Annie Sharp, 32, was a British national who had been staying in Boston, Massachusetts, United States, but was returning home to the United Kingdom aboard Lusitania. She booked a third class ticket. When the Lusitania was sinking, she entered lifeboat 14, which was lowered successfully but soon filled with water and capsized repeatedly. Annie survived the Lusitania disaster.
Annie had heard either the torpedo impact or the explosion that followed. She said, “I heard the torpedo hit. There was a terrible kind of cracking of wood…”

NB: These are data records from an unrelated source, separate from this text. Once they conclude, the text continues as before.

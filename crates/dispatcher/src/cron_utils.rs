use chrono::{DateTime, Duration, DurationRound, Utc};
use chrono_tz::Tz;
use cron::Schedule;
use std::str::FromStr;
use tracing::{debug, warn};

use cadence_core::{
    models::REBOOT_EXPRESSION, traits::ExpressionEvaluator, SchedulerError, SchedulerResult,
};

/// CRON表达式解析和调度工具
///
/// 接受标准 5 段表达式（自动补秒字段）、6/7 段表达式以及
/// `@yearly`、`@monthly`、`@weekly`、`@daily`、`@hourly` 宏。
pub struct CronScheduler {
    schedule: Schedule,
}

impl CronScheduler {
    /// 创建新的CRON调度器
    pub fn new(cron_expr: &str) -> SchedulerResult<Self> {
        let normalized = normalize_expression(cron_expr)?;
        let schedule =
            Schedule::from_str(&normalized).map_err(|e| SchedulerError::InvalidExpression {
                expr: cron_expr.to_string(),
                message: e.to_string(),
            })?;

        Ok(Self { schedule })
    }

    /// 检查给定时间是否应该触发任务
    ///
    /// 从上次执行时间（从未执行则为一分钟前）开始查找下一个时间点，
    /// 该时间点不晚于 `now` 即触发。
    pub fn should_trigger(
        &self,
        last_run: Option<DateTime<Utc>>,
        now: DateTime<Utc>,
        tz: Tz,
    ) -> bool {
        let check_from = last_run.unwrap_or(now - Duration::minutes(1));
        let now_tz = now.with_timezone(&tz);

        match self.schedule.after(&check_from.with_timezone(&tz)).next() {
            Some(next_time) => {
                let should_trigger = next_time <= now_tz;
                if should_trigger {
                    debug!(
                        "任务应该触发: 检查起点={}, 下次执行={}, 当前时间={}",
                        check_from.format("%Y-%m-%d %H:%M:%S UTC"),
                        next_time.format("%Y-%m-%d %H:%M:%S %Z"),
                        now_tz.format("%Y-%m-%d %H:%M:%S %Z")
                    );
                }
                should_trigger
            }
            None => {
                warn!(
                    "无法计算下一次执行时间，检查起点: {}",
                    check_from.format("%Y-%m-%d %H:%M:%S UTC")
                );
                false
            }
        }
    }

    /// 当前分钟是否恰好是一个执行时间点
    pub fn matches_minute(&self, now: DateTime<Utc>, tz: Tz) -> bool {
        let Ok(minute) = now.duration_trunc(Duration::minutes(1)) else {
            return false;
        };
        let from = (minute - Duration::seconds(1)).with_timezone(&tz);
        self.schedule
            .after(&from)
            .next()
            .is_some_and(|next| next.with_timezone(&Utc) == minute)
    }

    /// 获取下一次执行时间
    pub fn next_execution_time(&self, from: DateTime<Utc>, tz: Tz) -> Option<DateTime<Utc>> {
        self.schedule
            .after(&from.with_timezone(&tz))
            .next()
            .map(|t| t.with_timezone(&Utc))
    }

    /// 获取从指定时间开始的多个执行时间
    pub fn upcoming_times(&self, from: DateTime<Utc>, tz: Tz, count: usize) -> Vec<DateTime<Utc>> {
        self.schedule
            .after(&from.with_timezone(&tz))
            .take(count)
            .map(|t| t.with_timezone(&Utc))
            .collect()
    }

    /// 验证CRON表达式是否有效
    pub fn validate_cron_expression(cron_expr: &str) -> SchedulerResult<()> {
        Self::new(cron_expr).map(|_| ())
    }
}

/// 转换为 `cron` crate 的格式
fn normalize_expression(expression: &str) -> SchedulerResult<String> {
    let expression = expression.trim();
    let invalid = |message: &str| SchedulerError::InvalidExpression {
        expr: expression.to_string(),
        message: message.to_string(),
    };

    if expression.starts_with('@') {
        return match expression {
            "@yearly" | "@annually" => Ok("0 0 0 1 1 *".to_string()),
            "@monthly" => Ok("0 0 0 1 * *".to_string()),
            "@weekly" => Ok("0 0 0 * * Sun".to_string()),
            "@daily" | "@midnight" => Ok("0 0 0 * * *".to_string()),
            "@hourly" => Ok("0 0 * * * *".to_string()),
            _ => Err(invalid("不支持的宏")),
        };
    }

    let fields: Vec<&str> = expression.split_whitespace().collect();
    match fields.len() {
        5 => {
            let day_of_week = translate_day_of_week(fields[4]);
            Ok(format!(
                "0 {} {} {} {} {}",
                fields[0], fields[1], fields[2], fields[3], day_of_week
            ))
        }
        6 | 7 => Ok(fields.join(" ")),
        _ => Err(invalid("表达式字段数量必须为 5、6 或 7")),
    }
}

/// 标准 cron 的星期字段 0-7（0 和 7 均为周日）转换为 1-7（1 为周日）
fn translate_day_of_week(field: &str) -> String {
    field
        .split(',')
        .map(|part| {
            let (range, step) = match part.split_once('/') {
                Some((range, step)) => (range, Some(step)),
                None => (part, None),
            };
            let range = range
                .split('-')
                .map(|bound| match bound.parse::<u8>() {
                    Ok(day) if day <= 7 => ((day % 7) + 1).to_string(),
                    _ => bound.to_string(),
                })
                .collect::<Vec<_>>()
                .join("-");
            match step {
                Some(step) => format!("{range}/{step}"),
                None => range,
            }
        })
        .collect::<Vec<_>>()
        .join(",")
}

/// 基于 `cron` crate 的表达式求值器
#[derive(Debug, Clone, Copy, Default)]
pub struct CronExpressionEvaluator;

impl CronExpressionEvaluator {
    pub fn new() -> Self {
        Self
    }
}

impl ExpressionEvaluator for CronExpressionEvaluator {
    fn validate(&self, expression: &str) -> SchedulerResult<()> {
        if expression.trim() == REBOOT_EXPRESSION {
            return Ok(());
        }
        CronScheduler::validate_cron_expression(expression)
    }

    fn is_due(
        &self,
        expression: &str,
        timezone: Tz,
        last_execution: Option<DateTime<Utc>>,
        now: DateTime<Utc>,
        strict: bool,
    ) -> SchedulerResult<bool> {
        // @reboot 任务只在重启时注册，不参与到期判断
        if expression.trim() == REBOOT_EXPRESSION {
            return Ok(false);
        }

        let scheduler = CronScheduler::new(expression)?;
        if strict {
            return Ok(scheduler.matches_minute(now, timezone));
        }
        Ok(scheduler.should_trigger(last_execution, now, timezone))
    }

    fn next_run(
        &self,
        expression: &str,
        timezone: Tz,
        from: DateTime<Utc>,
    ) -> SchedulerResult<Option<DateTime<Utc>>> {
        if expression.trim() == REBOOT_EXPRESSION {
            return Ok(None);
        }
        Ok(CronScheduler::new(expression)?.next_execution_time(from, timezone))
    }
}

Annie believed that most of the crew had been trapped below decks during the sinking and could not get to their posts. She entered lifeboat 14 on the port side. The lifeboat reached the water but was not properly plugged. Lifeboat 14 soon started filling with water. She saw a woman bailing out the lifeboat with her handbag.
I didn’t have a handbag and felt helpless. One man wearing a port pie hat wasn’t doing anything so I took his hat off and started to bail with it.
Per Annie’s account, lifeboat 14 capsized six times. Every time, people would climb back on top, right the boat, and get back in. Of the original 60 or so who were in the boat, only 11 were left by the time they were rescued 4 hours later.
Annie also remembered having a baby thrust into her arms by a mother who was struggling in the water. The father suddenly disappeared under the water and the mother did too, soon thereafter.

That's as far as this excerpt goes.